== INPUT DATA ==

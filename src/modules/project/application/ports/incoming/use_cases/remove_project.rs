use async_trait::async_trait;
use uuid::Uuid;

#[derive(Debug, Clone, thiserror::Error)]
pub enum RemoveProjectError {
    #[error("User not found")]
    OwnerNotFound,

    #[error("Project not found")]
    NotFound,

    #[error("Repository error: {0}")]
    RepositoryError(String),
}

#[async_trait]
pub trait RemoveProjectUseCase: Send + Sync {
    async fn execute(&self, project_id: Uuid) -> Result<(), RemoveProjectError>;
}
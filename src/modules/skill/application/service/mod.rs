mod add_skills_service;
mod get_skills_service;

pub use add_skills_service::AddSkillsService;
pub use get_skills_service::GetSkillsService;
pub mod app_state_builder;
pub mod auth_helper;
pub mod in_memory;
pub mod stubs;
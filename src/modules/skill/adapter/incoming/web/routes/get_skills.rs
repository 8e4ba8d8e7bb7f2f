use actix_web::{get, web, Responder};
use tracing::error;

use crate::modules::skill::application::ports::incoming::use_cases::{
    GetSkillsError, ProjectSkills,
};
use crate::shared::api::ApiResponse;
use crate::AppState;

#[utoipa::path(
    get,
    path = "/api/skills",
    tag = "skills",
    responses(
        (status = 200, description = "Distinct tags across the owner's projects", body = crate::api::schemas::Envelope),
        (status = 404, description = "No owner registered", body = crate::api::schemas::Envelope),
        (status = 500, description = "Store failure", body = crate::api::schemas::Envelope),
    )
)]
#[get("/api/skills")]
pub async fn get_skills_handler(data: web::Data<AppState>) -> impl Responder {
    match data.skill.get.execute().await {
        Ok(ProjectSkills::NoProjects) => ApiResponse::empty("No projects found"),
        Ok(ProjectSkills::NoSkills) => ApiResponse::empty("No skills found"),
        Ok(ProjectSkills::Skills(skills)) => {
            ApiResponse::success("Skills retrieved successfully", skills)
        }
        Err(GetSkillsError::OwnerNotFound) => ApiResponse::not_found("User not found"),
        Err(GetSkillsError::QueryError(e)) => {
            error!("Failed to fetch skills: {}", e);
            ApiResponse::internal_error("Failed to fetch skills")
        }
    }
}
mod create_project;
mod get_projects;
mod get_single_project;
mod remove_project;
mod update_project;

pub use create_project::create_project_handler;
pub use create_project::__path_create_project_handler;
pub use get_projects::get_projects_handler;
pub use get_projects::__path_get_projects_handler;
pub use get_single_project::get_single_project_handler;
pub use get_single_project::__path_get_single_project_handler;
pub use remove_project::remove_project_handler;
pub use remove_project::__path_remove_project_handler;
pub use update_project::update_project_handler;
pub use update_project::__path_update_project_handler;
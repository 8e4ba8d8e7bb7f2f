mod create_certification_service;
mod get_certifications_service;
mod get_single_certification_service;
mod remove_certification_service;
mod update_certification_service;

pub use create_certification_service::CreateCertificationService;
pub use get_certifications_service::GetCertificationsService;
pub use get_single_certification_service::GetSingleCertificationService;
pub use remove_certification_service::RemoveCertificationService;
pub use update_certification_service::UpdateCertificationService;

===

* [TASK GOAL]
Your answer should consist of the lines from the line with "use crate::shared::api::ApiResponse;" to the line with "(status = 404, description" above, repeated exactly, both ends included.

* [RESPONSE BELOW]
use crate::shared::api::ApiResponse;
use crate::AppState;

#[utoipa::path(
    get,
    path = "/api/skills",
    tag = "skills",
    responses(
        (status = 200, description = "Distinct tags across the owner's projects", body = crate::api::schemas::Envelope),
        (status = 404, description = "No owner registered", body = crate::api::schemas::Envelope),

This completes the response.